春風が庭の木々を揺らす心地良い音が支配する空間に突如毛色の違う音が混じった。電子音に近いそれは携帯のメッセージ受信音だ。
僕はのろのろとベッドから滑り落ちるように降りると脱いで放置していた制服のズボンのポケットから携帯を取り出した。
(あ……、慶史からだ……)
メッセージを見ていないのに、なんとなく茶化されている気になったのは、さっきまで虎君と過ごしていた時間のせいだろう。
僕はニヤニヤと意地悪な笑みを浮かべている慶史を思い出して少しムッとしてしまい、乱暴に画面をタップして届いたメッセージを確認した。
『先輩が暴走しそうになったら股間を思い切り握ってやればいいからね!』
それは一体何のアドバイスなのか。
明らかにからかわれているだろう内容に、僕は顰め面で『そんなことしないから!』と返信。
メッセージの後に怒っている熊さんのスタンプを送信すれば、慶史から返ってくるメッセージは『いや、冗談じゃなくて』というもの。
冗談じゃないなら真剣にからかっているのかと眉を顰めてしまう僕。
でも僕がメッセージに返信する前に慶史から立て続けにメッセージが届いて、その内容に心臓が大きく飛び跳ね、恐怖にも似た感覚を覚えた。

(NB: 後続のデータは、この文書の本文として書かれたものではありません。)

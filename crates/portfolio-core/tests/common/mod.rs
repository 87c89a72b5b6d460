// Recording doubles for the drawing surface and the host.
#![allow(dead_code)]

use glam::Vec2;
use portfolio_core::*;

#[derive(Clone, Debug, PartialEq)]
pub enum Call {
    Resize(u32, u32),
    Composite(CompositeMode),
    Background(CssColor),
    Vignette { center: Vec2, outer_radius: f32 },
    Circle { center: Vec2, radius: f32, color: Rgba },
    Band { points: usize, gradient_y: (f32, f32) },
}

#[derive(Default, Debug)]
pub struct Recorder {
    pub calls: Vec<Call>,
}

impl Recorder {
    pub fn circles(&self) -> Vec<(Vec2, f32, Rgba)> {
        self.calls
            .iter()
            .filter_map(|c| match c {
                Call::Circle { center, radius, color } => Some((*center, *radius, *color)),
                _ => None,
            })
            .collect()
    }

    pub fn draw_calls(&self) -> usize {
        self.calls
            .iter()
            .filter(|c| !matches!(c, Call::Resize(..) | Call::Composite(_)))
            .count()
    }
}

impl DrawSurface for Recorder {
    fn resize(&mut self, width: u32, height: u32) {
        self.calls.push(Call::Resize(width, height));
    }
    fn set_composite(&mut self, mode: CompositeMode) {
        self.calls.push(Call::Composite(mode));
    }
    fn fill_background(&mut self, color: &CssColor) {
        self.calls.push(Call::Background(color.clone()));
    }
    fn fill_radial_vignette(&mut self, center: Vec2, outer_radius: f32, _inner: Rgba, _outer: Rgba) {
        self.calls.push(Call::Vignette { center, outer_radius });
    }
    fn fill_circle(&mut self, center: Vec2, radius: f32, color: Rgba) {
        self.calls.push(Call::Circle { center, radius, color });
    }
    fn fill_band(&mut self, points: &[Vec2], gradient_y: (f32, f32), _top: Rgba, _bottom: Rgba) {
        self.calls.push(Call::Band {
            points: points.len(),
            gradient_y,
        });
    }
}

/// Counts listener and frame bookkeeping. `fail_on` makes one listener
/// registration fail.
#[derive(Default, Debug)]
pub struct CountingHost {
    pub added: Vec<ListenerKind>,
    pub removed: Vec<ListenerKind>,
    pub requested: u32,
    pub cancelled: Vec<u32>,
    pub fail_on: Option<ListenerKind>,
    pub refuse_frames: bool,
    pub next_frame: u32,
}

impl CountingHost {
    pub fn active(&self) -> usize {
        self.added.len() - self.removed.len()
    }
}

impl Host for CountingHost {
    type Frame = u32;

    fn listen(&mut self, kind: ListenerKind) -> Result<(), HostError> {
        if self.fail_on == Some(kind) {
            return Err(HostError::Listen(kind.event_name(), "refused".into()));
        }
        self.added.push(kind);
        Ok(())
    }

    fn unlisten(&mut self, kind: ListenerKind) {
        self.removed.push(kind);
    }

    fn request_frame(&mut self) -> Option<u32> {
        self.requested += 1;
        if self.refuse_frames {
            return None;
        }
        self.next_frame += 1;
        Some(self.next_frame)
    }

    fn cancel_frame(&mut self, frame: u32) {
        self.cancelled.push(frame);
    }
}

pub fn desktop() -> Viewport {
    Viewport::new(800.0, 600.0)
}
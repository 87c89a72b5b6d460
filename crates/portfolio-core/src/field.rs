use crate::color::Rgba;
use crate::constants::*;
use crate::particle::Particle;
use glam::Vec2;
use rand::prelude::*;

/// Drawable area in CSS pixels.
#[derive(Clone, Copy, Debug, Default, PartialEq)]
pub struct Viewport {
    pub width: f32,
    pub height: f32,
}

impl Viewport {
    pub const fn new(width: f32, height: f32) -> Self {
        Self { width, height }
    }

    #[inline]
    pub fn area(&self) -> f32 {
        self.width * self.height
    }

    #[inline]
    pub fn is_degenerate(&self) -> bool {
        !(self.width > 0.0 && self.height > 0.0)
    }
}

/// Population tuning. `Default` matches the live site.
#[derive(Clone, Debug)]
pub struct FieldConfig {
    pub desktop_density: f32,
    pub mobile_density: f32,
    pub mobile_max_width: f32,
    pub palette: Vec<Rgba>,
}

impl Default for FieldConfig {
    fn default() -> Self {
        Self {
            desktop_density: DESKTOP_DENSITY,
            mobile_density: MOBILE_DENSITY,
            mobile_max_width: MOBILE_MAX_WIDTH,
            palette: WATER_COLORS.iter().copied().map(Rgba::from_tuple).collect(),
        }
    }
}

impl FieldConfig {
    /// Area per particle for this viewport; sparser at or under the mobile width.
    pub fn density_for(&self, viewport: Viewport) -> f32 {
        if viewport.width <= self.mobile_max_width {
            self.mobile_density
        } else {
            self.desktop_density
        }
    }
}

/// `floor(area / density)`, or zero for an empty viewport.
pub fn particle_count(viewport: Viewport, density: f32) -> usize {
    if viewport.is_degenerate() || density <= 0.0 {
        return 0;
    }
    (viewport.area() / density).floor() as usize
}

/// The particle population for one viewport size.
#[derive(Clone, Debug, Default)]
pub struct ParticleField {
    pub particles: Vec<Particle>,
    pub viewport: Viewport,
}

impl ParticleField {
    /// Seed a fresh population using the density class of `viewport`.
    pub fn populate<R: Rng + ?Sized>(viewport: Viewport, config: &FieldConfig, rng: &mut R) -> Self {
        Self::with_density(viewport, config.density_for(viewport), &config.palette, rng)
    }

    pub fn with_density<R: Rng + ?Sized>(
        viewport: Viewport,
        density: f32,
        palette: &[Rgba],
        rng: &mut R,
    ) -> Self {
        let count = if palette.is_empty() {
            0
        } else {
            particle_count(viewport, density)
        };
        let particles = (0..count)
            .map(|_| {
                let pos = Vec2::new(
                    rng.gen::<f32>() * viewport.width,
                    rng.gen::<f32>() * viewport.height,
                );
                let color = palette[rng.gen_range(0..palette.len())];
                let mass = rng.gen_range(MASS_RANGE.0..MASS_RANGE.1);
                let radius = rng.gen_range(RADIUS_RANGE.0..RADIUS_RANGE.1);
                Particle::new(pos, color, mass, radius)
            })
            .collect::<Vec<_>>();
        log::debug!(
            "[field] seeded {} particles for {}x{} (density {})",
            particles.len(),
            viewport.width,
            viewport.height,
            density
        );
        Self {
            particles,
            viewport,
        }
    }

    #[inline]
    pub fn len(&self) -> usize {
        self.particles.len()
    }

    #[inline]
    pub fn is_empty(&self) -> bool {
        self.particles.is_empty()
    }
}
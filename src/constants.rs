// DOM hooks shared by the exported handles.
//
// The page markup is expected to provide these ids, attributes and classes;
// the background and section tracker degrade to no-ops when they are absent.

// Canvas the background draws into when mounted by id
pub const DEFAULT_CANVAS_ID: &str = "wave-background";

// Section tracking
pub const ACTIVE_SECTION_ATTR: &str = "data-active-section"; // set on <html>
pub const REVEAL_SELECTOR: &str = "[data-reveal]";
pub const REVEAL_KEY_ATTR: &str = "data-reveal";
pub const REVEALED_CLASS: &str = "revealed";

// Window events the section tracker listens to
pub const SCROLL_EVENT: &str = "scroll";
pub const RESIZE_EVENT: &str = "resize";
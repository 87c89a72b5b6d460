//! Page section tracking: which section sits under the middle of the
//! viewport, which way the page is scrolling, and one-shot reveal latches
//! for elements entering view.

use crate::constants::{REVEAL_THRESHOLD, SCROLLED_THRESHOLD};
use fnv::FnvHashSet;

#[derive(Clone, Copy, Debug, PartialEq, Eq)]
pub enum ScrollDirection {
    Up,
    Down,
}

impl ScrollDirection {
    pub fn as_str(&self) -> &'static str {
        match self {
            ScrollDirection::Up => "up",
            ScrollDirection::Down => "down",
        }
    }
}

#[derive(Clone, Debug, PartialEq)]
pub struct Section {
    pub id: String,
    pub top: f32,
    pub height: f32,
}

impl Section {
    #[inline]
    pub fn contains(&self, y: f32) -> bool {
        y >= self.top && y < self.top + self.height
    }
}

#[derive(Clone, Debug)]
pub struct ScrollTracker {
    sections: Vec<Section>,
    scroll_y: f32,
    direction: ScrollDirection,
    active: Option<usize>,
}

impl Default for ScrollTracker {
    fn default() -> Self {
        Self::new(0.0)
    }
}

impl ScrollTracker {
    pub fn new(initial_scroll_y: f32) -> Self {
        Self {
            sections: Vec::new(),
            scroll_y: initial_scroll_y,
            direction: ScrollDirection::Down,
            active: None,
        }
    }

    /// Add a section. Returns `false` if the id is already registered.
    pub fn register_section(&mut self, id: &str, top: f32, height: f32) -> bool {
        if self.sections.iter().any(|s| s.id == id) {
            return false;
        }
        self.sections.push(Section {
            id: id.to_string(),
            top,
            height,
        });
        true
    }

    /// Update a section's geometry after layout changed.
    pub fn refresh(&mut self, id: &str, top: f32, height: f32) {
        if let Some(s) = self.sections.iter_mut().find(|s| s.id == id) {
            s.top = top;
            s.height = height;
        }
    }

    pub fn sections(&self) -> &[Section] {
        &self.sections
    }

    /// Record a new scroll offset and recompute direction and active section.
    ///
    /// The active section is the first one containing the viewport midline;
    /// when none does the previous answer is kept.
    pub fn on_scroll(&mut self, scroll_y: f32, viewport_height: f32) {
        self.direction = if scroll_y > self.scroll_y {
            ScrollDirection::Down
        } else {
            ScrollDirection::Up
        };
        self.scroll_y = scroll_y;
        let middle = scroll_y + viewport_height / 2.0;
        if let Some(i) = self.sections.iter().position(|s| s.contains(middle)) {
            self.active = Some(i);
        }
    }

    #[inline]
    pub fn scroll_y(&self) -> f32 {
        self.scroll_y
    }

    #[inline]
    pub fn direction(&self) -> ScrollDirection {
        self.direction
    }

    pub fn active_section(&self) -> Option<&str> {
        self.active
            .and_then(|i| self.sections.get(i))
            .map(|s| s.id.as_str())
    }

    /// Offset to scroll to so that `id` starts at the top of the viewport.
    pub fn scroll_target(&self, id: &str) -> Option<f32> {
        self.sections.iter().find(|s| s.id == id).map(|s| s.top)
    }

    #[inline]
    pub fn is_scrolled(&self) -> bool {
        self.scroll_y > SCROLLED_THRESHOLD
    }
}

/// Fraction of an element's height inside the viewport, given its top edge
/// relative to the viewport.
pub fn visible_ratio(top: f32, height: f32, viewport_height: f32) -> f32 {
    if height <= 0.0 {
        return 0.0;
    }
    let visible = (top + height).min(viewport_height) - top.max(0.0);
    (visible / height).clamp(0.0, 1.0)
}

/// Reveal-once latches keyed by element id.
#[derive(Clone, Debug)]
pub struct RevealTracker {
    threshold: f32,
    revealed: FnvHashSet<String>,
}

impl Default for RevealTracker {
    fn default() -> Self {
        Self::new(REVEAL_THRESHOLD)
    }
}

impl RevealTracker {
    pub fn new(threshold: f32) -> Self {
        Self {
            threshold,
            revealed: FnvHashSet::default(),
        }
    }

    /// Feed the element's current visible fraction. Returns `true` only on
    /// the observation that first crosses the threshold.
    pub fn observe(&mut self, id: &str, ratio: f32) -> bool {
        if self.is_revealed(id) {
            return false;
        }
        if ratio >= self.threshold {
            self.revealed.insert(id.to_string());
            return true;
        }
        false
    }

    pub fn is_revealed(&self, id: &str) -> bool {
        self.revealed.contains(id)
    }
}
//! Colour values and theme token resolution.
//!
//! The web frontend reads CSS custom properties at mount time and hands them
//! to [`Theme::resolve`]. Missing tokens fall back to the built-in defaults.
//! The background accepts any CSS colour the canvas understands; the wave
//! colours need their channels for alpha blending, so they must parse as
//! hex or `rgb()`/`rgba()`.

use crate::constants::{DEFAULT_BACKGROUND, DEFAULT_PRIMARY, DEFAULT_SECONDARY};
use thiserror::Error;

pub const TOKEN_PRIMARY: &str = "--color-primary";
pub const TOKEN_SECONDARY: &str = "--color-secondary";
pub const TOKEN_BACKGROUND: &str = "--color-background";

#[derive(Debug, Error, PartialEq, Eq)]
pub enum ColorError {
    #[error("colour `{0}` does not start with '#'")]
    MissingHash(String),
    #[error("colour `{0}` must have 3, 4, 6 or 8 hex digits")]
    BadLength(String),
    #[error("colour `{0}` contains a non-hex digit")]
    BadDigit(String),
    #[error("colour `{0}` is not a valid rgb()/rgba() value")]
    BadFunction(String),
    #[error("colour `{0}` is not hex or rgb()/rgba()")]
    Unsupported(String),
}

/// 8-bit RGB with a floating point alpha, matching the canvas `rgba()` syntax.
#[derive(Clone, Copy, Debug, PartialEq)]
pub struct Rgba {
    pub r: u8,
    pub g: u8,
    pub b: u8,
    pub a: f32,
}

impl Rgba {
    pub const fn new(r: u8, g: u8, b: u8, a: f32) -> Self {
        Self { r, g, b, a }
    }

    pub const fn from_tuple(t: (u8, u8, u8, f32)) -> Self {
        Self::new(t.0, t.1, t.2, t.3)
    }

    #[inline]
    pub fn with_alpha(self, a: f32) -> Self {
        Self { a, ..self }
    }

    /// Hex (`#rgb`, `#rgba`, `#rrggbb`, `#rrggbbaa`) or `rgb()`/`rgba()`.
    pub fn parse(raw: &str) -> Result<Self, ColorError> {
        let s = raw.trim();
        if s.starts_with('#') {
            Self::from_hex(s)
        } else if s.starts_with("rgb") {
            Self::from_function(s)
        } else {
            Err(ColorError::Unsupported(s.to_string()))
        }
    }

    pub fn from_hex(raw: &str) -> Result<Self, ColorError> {
        let s = raw.trim();
        let digits = s
            .strip_prefix('#')
            .ok_or_else(|| ColorError::MissingHash(s.to_string()))?;
        if !digits.chars().all(|c| c.is_ascii_hexdigit()) {
            return Err(ColorError::BadDigit(s.to_string()));
        }
        let channel = |hex: &str| u8::from_str_radix(hex, 16).map_err(|_| ColorError::BadDigit(s.to_string()));
        let short = |i: usize| {
            let d = &digits[i..i + 1];
            channel(&format!("{d}{d}"))
        };
        let long = |i: usize| channel(&digits[i * 2..i * 2 + 2]);
        let alpha = |a: u8| a as f32 / 255.0;
        match digits.len() {
            3 => Ok(Self::new(short(0)?, short(1)?, short(2)?, 1.0)),
            4 => Ok(Self::new(short(0)?, short(1)?, short(2)?, alpha(short(3)?))),
            6 => Ok(Self::new(long(0)?, long(1)?, long(2)?, 1.0)),
            8 => Ok(Self::new(long(0)?, long(1)?, long(2)?, alpha(long(3)?))),
            _ => Err(ColorError::BadLength(s.to_string())),
        }
    }

    /// `rgb(r, g, b)`, `rgba(r, g, b, a)` or the space form `rgb(r g b / a)`.
    fn from_function(s: &str) -> Result<Self, ColorError> {
        let bad = || ColorError::BadFunction(s.to_string());
        let args = s
            .strip_prefix("rgba(")
            .or_else(|| s.strip_prefix("rgb("))
            .and_then(|rest| rest.strip_suffix(')'))
            .ok_or_else(bad)?;
        let parts: Vec<&str> = args
            .split(|c: char| c == ',' || c == '/' || c.is_whitespace())
            .filter(|p| !p.is_empty())
            .collect();
        if parts.len() != 3 && parts.len() != 4 {
            return Err(bad());
        }
        let channel = |p: &str| -> Result<u8, ColorError> {
            let v = match p.strip_suffix('%') {
                Some(pct) => pct.parse::<f32>().map_err(|_| bad())? * 2.55,
                None => p.parse::<f32>().map_err(|_| bad())?,
            };
            Ok(v.clamp(0.0, 255.0).round() as u8)
        };
        let alpha = match parts.get(3).map(|p| (p.strip_suffix('%'), *p)) {
            None => 1.0,
            Some((Some(pct), _)) => pct.parse::<f32>().map_err(|_| bad())? / 100.0,
            Some((None, p)) => p.parse::<f32>().map_err(|_| bad())?,
        };
        Ok(Self::new(
            channel(parts[0])?,
            channel(parts[1])?,
            channel(parts[2])?,
            alpha.clamp(0.0, 1.0),
        ))
    }

    /// CSS `rgba(...)` string accepted by `fillStyle` and gradient stops.
    pub fn css(&self) -> String {
        format!("rgba({}, {}, {}, {})", self.r, self.g, self.b, self.a)
    }
}

/// A colour destined for `fillStyle`: parsed when possible, otherwise the
/// page's own CSS text passed through untouched (`hsl(...)`, `white`, ...).
#[derive(Clone, Debug, PartialEq)]
pub enum CssColor {
    Rgba(Rgba),
    Raw(String),
}

impl CssColor {
    pub fn css(&self) -> String {
        match self {
            CssColor::Rgba(c) => c.css(),
            CssColor::Raw(s) => s.clone(),
        }
    }
}

impl From<Rgba> for CssColor {
    fn from(c: Rgba) -> Self {
        CssColor::Rgba(c)
    }
}

/// The three named colours the background pulls from the page theme.
#[derive(Clone, Debug, PartialEq)]
pub struct Theme {
    pub primary: Rgba,
    pub secondary: Rgba,
    pub background: CssColor,
}

impl Default for Theme {
    fn default() -> Self {
        Self {
            primary: Rgba::new(0x7d, 0x5a, 0xff, 1.0),
            secondary: Rgba::new(0xff, 0x5a, 0x78, 1.0),
            background: CssColor::Rgba(Rgba::new(0x05, 0x05, 0x05, 1.0)),
        }
    }
}

impl Theme {
    /// Build a theme by asking `lookup` for each token. Never fails.
    pub fn resolve(lookup: impl Fn(&str) -> Option<String>) -> Self {
        Self {
            primary: resolve_rgba(&lookup, TOKEN_PRIMARY, DEFAULT_PRIMARY),
            secondary: resolve_rgba(&lookup, TOKEN_SECONDARY, DEFAULT_SECONDARY),
            background: resolve_css(&lookup, TOKEN_BACKGROUND, DEFAULT_BACKGROUND),
        }
    }
}

fn token_value(lookup: &impl Fn(&str) -> Option<String>, token: &str) -> Option<String> {
    let raw = lookup(token)?;
    let trimmed = raw.trim();
    (!trimmed.is_empty()).then(|| trimmed.to_string())
}

fn fallback_rgba(fallback: &str) -> Rgba {
    Rgba::parse(fallback).unwrap_or(Rgba::new(0, 0, 0, 1.0))
}

fn resolve_rgba(lookup: &impl Fn(&str) -> Option<String>, token: &str, fallback: &str) -> Rgba {
    let Some(raw) = token_value(lookup, token) else {
        log::debug!("[theme] {token} not set; using {fallback}");
        return fallback_rgba(fallback);
    };
    match Rgba::parse(&raw) {
        Ok(c) => c,
        Err(e) => {
            log::warn!("[theme] {token}: {e}; using {fallback}");
            fallback_rgba(fallback)
        }
    }
}

fn resolve_css(lookup: &impl Fn(&str) -> Option<String>, token: &str, fallback: &str) -> CssColor {
    let Some(raw) = token_value(lookup, token) else {
        log::debug!("[theme] {token} not set; using {fallback}");
        return CssColor::Rgba(fallback_rgba(fallback));
    };
    match Rgba::parse(&raw) {
        Ok(c) => CssColor::Rgba(c),
        Err(_) => CssColor::Raw(raw),
    }
}
use crate::color::{Rgba, Theme};
use crate::constants::WAVE_SAMPLE_STEP;
use crate::field::Viewport;
use glam::Vec2;

/// A translucent sine band anchored at a fraction of the viewport height.
#[derive(Clone, Copy, Debug, PartialEq)]
pub struct WaveBand {
    pub anchor: f32,
    pub frequency: f32,
    pub phase_speed: f32,
    pub amplitude: f32,
}

pub const BAND_UPPER: WaveBand = WaveBand {
    anchor: 0.3,
    frequency: 0.01,
    phase_speed: 1.0,
    amplitude: 20.0,
};

pub const BAND_LOWER: WaveBand = WaveBand {
    anchor: 0.6,
    frequency: 0.02,
    phase_speed: 0.7,
    amplitude: 15.0,
};

impl WaveBand {
    #[inline]
    pub fn height_at(&self, x: f32, viewport: Viewport, time_sec: f64) -> f32 {
        let phase = x as f64 * self.frequency as f64 + time_sec * self.phase_speed as f64;
        viewport.height * self.anchor + phase.sin() as f32 * self.amplitude
    }

    /// Polyline along the wave, closed down through the bottom corners.
    pub fn outline(&self, viewport: Viewport, time_sec: f64) -> Vec<Vec2> {
        let mut pts = Vec::with_capacity((viewport.width / WAVE_SAMPLE_STEP) as usize + 3);
        let mut x = 0.0_f32;
        while x < viewport.width {
            pts.push(Vec2::new(x, self.height_at(x, viewport, time_sec)));
            x += WAVE_SAMPLE_STEP;
        }
        pts.push(Vec2::new(viewport.width, viewport.height));
        pts.push(Vec2::new(0.0, viewport.height));
        pts
    }

    /// Gradient span: from the anchor line to the bottom edge.
    #[inline]
    pub fn gradient_span(&self, viewport: Viewport) -> (f32, f32) {
        (viewport.height * self.anchor, viewport.height)
    }
}

/// Both bands with their theme-derived gradient stops.
pub fn bands(theme: &Theme) -> [(WaveBand, Rgba, Rgba); 2] {
    [
        (
            BAND_UPPER,
            theme.primary.with_alpha(0.05),
            theme.secondary.with_alpha(0.02),
        ),
        (
            BAND_LOWER,
            theme.secondary.with_alpha(0.03),
            theme.primary.with_alpha(0.02),
        ),
    ]
}
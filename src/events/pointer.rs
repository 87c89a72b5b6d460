use crate::dom;
use crate::frame::WebAnimator;
use crate::host::{PointerCallback, ResizeCallback, TouchCallback};
use crate::input;
use portfolio_core::InputEvent;
use std::cell::RefCell;
use std::rc::Weak;
use wasm_bindgen::closure::Closure;
use web_sys as web;

/// Append `ev` to the animator's queue. Handlers never touch scene state.
fn enqueue(animator: &Weak<RefCell<WebAnimator>>, ev: InputEvent) {
    let Some(rc) = animator.upgrade() else {
        return;
    };
    match rc.try_borrow_mut() {
        Ok(mut a) => a.push_input(ev),
        Err(_) => log::warn!("[input] animator busy; dropped {:?}", ev),
    };
}

/// Build the four window callbacks; the caller hands them to the host.
pub fn build_input_callbacks(
    animator: &Weak<RefCell<WebAnimator>>,
    window: &web::Window,
) -> InputCallbacks {
    let w = animator.clone();
    let pointer_move: PointerCallback = Closure::wrap(Box::new(move |ev: web::MouseEvent| {
        enqueue(&w, InputEvent::PointerMove(input::mouse_point(&ev)));
    }) as Box<dyn FnMut(_)>);

    let w = animator.clone();
    let touch_move: TouchCallback = Closure::wrap(Box::new(move |ev: web::TouchEvent| {
        let touches = input::touch_points(&ev.touches());
        enqueue(&w, InputEvent::TouchMove(touches));
    }) as Box<dyn FnMut(_)>);

    let w = animator.clone();
    let touch_end: TouchCallback = Closure::wrap(Box::new(move |ev: web::TouchEvent| {
        let ids = input::touch_ids(&ev.changed_touches());
        enqueue(&w, InputEvent::TouchEnd(ids));
    }) as Box<dyn FnMut(_)>);

    let w = animator.clone();
    let window = window.clone();
    let resize: ResizeCallback = Closure::wrap(Box::new(move || {
        enqueue(&w, InputEvent::Resize(dom::viewport(&window)));
    }) as Box<dyn FnMut()>);

    InputCallbacks {
        pointer_move,
        touch_move,
        touch_end,
        resize,
    }
}

pub struct InputCallbacks {
    pub pointer_move: PointerCallback,
    pub touch_move: TouchCallback,
    pub touch_end: TouchCallback,
    pub resize: ResizeCallback,
}
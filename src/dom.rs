use crate::input;
use portfolio_core::Viewport;
use wasm_bindgen::JsCast;
use web_sys as web;

#[inline]
pub fn window_document() -> Option<web::Document> {
    web::window().and_then(|w| w.document())
}

pub fn viewport(window: &web::Window) -> Viewport {
    input::viewport_from_inner(
        window.inner_width().ok().and_then(|v| v.as_f64()),
        window.inner_height().ok().and_then(|v| v.as_f64()),
    )
}

/// Raw value of a CSS custom property on `<html>`, if the page defines one.
pub fn css_token(window: &web::Window, name: &str) -> Option<String> {
    let root = window.document()?.document_element()?;
    let style = window.get_computed_style(&root).ok()??;
    style
        .get_property_value(name)
        .ok()
        .filter(|v| !v.trim().is_empty())
}

pub fn canvas_by_id(document: &web::Document, id: &str) -> anyhow::Result<web::HtmlCanvasElement> {
    document
        .get_element_by_id(id)
        .ok_or_else(|| anyhow::anyhow!("missing #{id}"))?
        .dyn_into::<web::HtmlCanvasElement>()
        .map_err(|e| anyhow::anyhow!(format!("{:?}", e)))
}

/// `offsetTop`/`offsetHeight` of the element with `id`.
pub fn section_geometry(document: &web::Document, id: &str) -> Option<(f32, f32)> {
    let el = document
        .get_element_by_id(id)?
        .dyn_into::<web::HtmlElement>()
        .ok()?;
    Some((el.offset_top() as f32, el.offset_height() as f32))
}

『ヤることしか考えられなくなった大人の男は相手のこと気遣う余裕なんてないからね? 女と違って男はちゃんと慣らしてもらわないと大変なことになるって言ったでしょ?』
それは僕のことを本気で心配してるからこそのメッセージ。そして最後に届いた『葵には俺みたいな思いして欲しくないから、本気で心配してる』って言葉……。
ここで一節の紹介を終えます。